■ **Instructions for the task**:
What you return must match every record word for word.

■ **Material provided**:
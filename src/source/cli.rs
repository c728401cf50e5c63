//! Command-line configuration source
//!
//! Argument tokenization and flag handling belong to an external parser; this
//! source starts from the parser's flat option object and projects it onto
//! the canonical key convention.

use crate::error::Result;
use crate::key::{index_key, FlatMap, KEY_DELIMITER};
use crate::source::ConfigSource;
use std::collections::BTreeMap;

/// Flat option object produced by an external argument parser.
///
/// Option values are raw strings; sequence-valued options expand into
/// numerically indexed entries (`IntArray` becomes `IntArray:0`,
/// `IntArray:1`, ...).
///
/// # Example
///
/// ```rust
/// use conflux::CliOptions;
///
/// let mut options = CliOptions::new();
/// options.insert("MySetting", Some("from args".to_string()));
/// options.insert_sequence("IntArray", ["1", "2", "3"]);
/// ```
#[derive(Debug, Clone, Default)]
pub struct CliOptions {
    values: BTreeMap<String, Option<String>>,
}

impl CliOptions {
    /// Create an empty option object
    #[must_use]
    pub fn new() -> Self {
        Self::default()
    }

    /// Record a single option value; `None` marks a flag given without value
    pub fn insert(&mut self, name: impl Into<String>, value: Option<String>) {
        self.values.insert(name.into(), value);
    }

    /// Record a sequence-valued option as indexed entries
    pub fn insert_sequence<I, V>(&mut self, name: impl Into<String>, values: I)
    where
        I: IntoIterator<Item = V>,
        V: ToString,
    {
        let name = name.into();
        for (index, value) in values.into_iter().enumerate() {
            self.values
                .insert(index_key(&name, index), Some(value.to_string()));
        }
    }
}

/// Source projecting parsed command-line options onto canonical keys.
///
/// Mapping rules translate option names to key paths; a rule for `Verbose`
/// also covers indexed entries like `Verbose:0`. Options without a rule keep
/// their name as the key. Empty and absent option values are omitted so an
/// unset flag never overrides a value from a lower-priority source.
///
/// # Example
///
/// ```rust
/// use conflux::{CliOptions, CommandLineSource};
///
/// let mut options = CliOptions::new();
/// options.insert("MyIntValue", Some("42".to_string()));
///
/// let source = CommandLineSource::new(options)
///     .map("MyIntValue", "Subsection:MyIntValue");
/// ```
#[derive(Debug, Clone)]
pub struct CommandLineSource {
    options: CliOptions,
    rules: Vec<(String, String)>,
}

impl CommandLineSource {
    /// Create a source with identity mapping (option name = key)
    pub fn new(options: CliOptions) -> Self {
        Self {
            options,
            rules: Vec::new(),
        }
    }

    /// Add a mapping rule from an option name to a key path
    #[must_use]
    pub fn map(mut self, option: impl Into<String>, key: impl Into<String>) -> Self {
        self.rules.push((option.into(), key.into()));
        self
    }

    /// Apply mapping rules to one option name
    fn key_for(&self, option: &str) -> String {
        for (from, to) in &self.rules {
            if option.eq_ignore_ascii_case(from) {
                return to.clone();
            }
            // A rule also rewrites the head segment of indexed options
            let head = format!("{from}{KEY_DELIMITER}");
            if let Some(prefix) = option.get(..head.len()) {
                if prefix.eq_ignore_ascii_case(&head) && option.len() > head.len() {
                    return format!("{to}{KEY_DELIMITER}{}", &option[head.len()..]);
                }
            }
        }
        option.to_string()
    }
}

impl ConfigSource for CommandLineSource {
    fn name(&self) -> &str {
        "command-line"
    }

    fn load(&self) -> Result<FlatMap> {
        let mut bag = FlatMap::new();
        for (option, value) in &self.options.values {
            // Absent flags stay absent: they must not mask lower layers
            let Some(value) = value else { continue };
            if value.is_empty() {
                continue;
            }
            bag.insert(self.key_for(option), value.as_str());
        }
        Ok(bag)
    }
}

// =============================================================================
// Tests
// =============================================================================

■ **Task answer**:
filename src/source/cli.rs
repository c728401cf50e5c63
//! Command-line configuration source
//!
//! Argument tokenization and flag handling belong to an external parser; this
//! source starts from the parser's flat option object and projects it onto
//! the canonical key convention.

use crate::error::Result;
use crate::key::{index_key, FlatMap, KEY_DELIMITER};
use crate::source::ConfigSource;
use std::collections::BTreeMap;

/// Flat option object produced by an external argument parser.
///
/// Option values are raw strings; sequence-valued options expand into
/// numerically indexed entries (`IntArray` becomes `IntArray:0`,
/// `IntArray:1`, ...).
///
/// # Example
///
/// ```rust
/// use conflux::CliOptions;
///
/// let mut options = CliOptions::new();
/// options.insert("MySetting", Some("from args".to_string()));
/// options.insert_sequence("IntArray", ["1", "2", "3"]);
/// ```
#[derive(Debug, Clone, Default)]
pub struct CliOptions {
    values: BTreeMap<String, Option<String>>,
}

impl CliOptions {
    /// Create an empty option object
    #[must_use]
    pub fn new() -> Self {
        Self::default()
    }

    /// Record a single option value; `None` marks a flag given without value
    pub fn insert(&mut self, name: impl Into<String>, value: Option<String>) {
        self.values.insert(name.into(), value);
    }

    /// Record a sequence-valued option as indexed entries
    pub fn insert_sequence<I, V>(&mut self, name: impl Into<String>, values: I)
    where
        I: IntoIterator<Item = V>,
        V: ToString,
    {
        let name = name.into();
        for (index, value) in values.into_iter().enumerate() {
            self.values
                .insert(index_key(&name, index), Some(value.to_string()));
        }
    }
}

/// Source projecting parsed command-line options onto canonical keys.
///
/// Mapping rules translate option names to key paths; a rule for `Verbose`
/// also covers indexed entries like `Verbose:0`. Options without a rule keep
/// their name as the key. Empty and absent option values are omitted so an
/// unset flag never overrides a value from a lower-priority source.
///
/// # Example
///
/// ```rust
/// use conflux::{CliOptions, CommandLineSource};
///
/// let mut options = CliOptions::new();
/// options.insert("MyIntValue", Some("42".to_string()));
///
/// let source = CommandLineSource::new(options)
///     .map("MyIntValue", "Subsection:MyIntValue");
/// ```
#[derive(Debug, Clone)]
pub struct CommandLineSource {
    options: CliOptions,
    rules: Vec<(String, String)>,
}

impl CommandLineSource {
    /// Create a source with identity mapping (option name = key)
    pub fn new(options: CliOptions) -> Self {
        Self {
            options,
            rules: Vec::new(),
        }
    }

    /// Add a mapping rule from an option name to a key path
    #[must_use]
    pub fn map(mut self, option: impl Into<String>, key: impl Into<String>) -> Self {
        self.rules.push((option.into(), key.into()));
        self
    }

    /// Apply mapping rules to one option name
    fn key_for(&self, option: &str) -> String {
        for (from, to) in &self.rules {
            if option.eq_ignore_ascii_case(from) {
                return to.clone();
            }
            // A rule also rewrites the head segment of indexed options
            let head = format!("{from}{KEY_DELIMITER}");
            if let Some(prefix) = option.get(..head.len()) {
                if prefix.eq_ignore_ascii_case(&head) && option.len() > head.len() {
                    return format!("{to}{KEY_DELIMITER}{}", &option[head.len()..]);
                }
            }
        }
        option.to_string()
    }
}

impl ConfigSource for CommandLineSource {
    fn name(&self) -> &str {
        "command-line"
    }

    fn load(&self) -> Result<FlatMap> {
        let mut bag = FlatMap::new();
        for (option, value) in &self.options.values {
            // Absent flags stay absent: they must not mask lower layers
            let Some(value) = value else { continue };
            if value.is_empty() {
                continue;
            }
            bag.insert(self.key_for(option), value.as_str());
        }
        Ok(bag)
    }
}

// =============================================================================
// Tests
// =============================================================================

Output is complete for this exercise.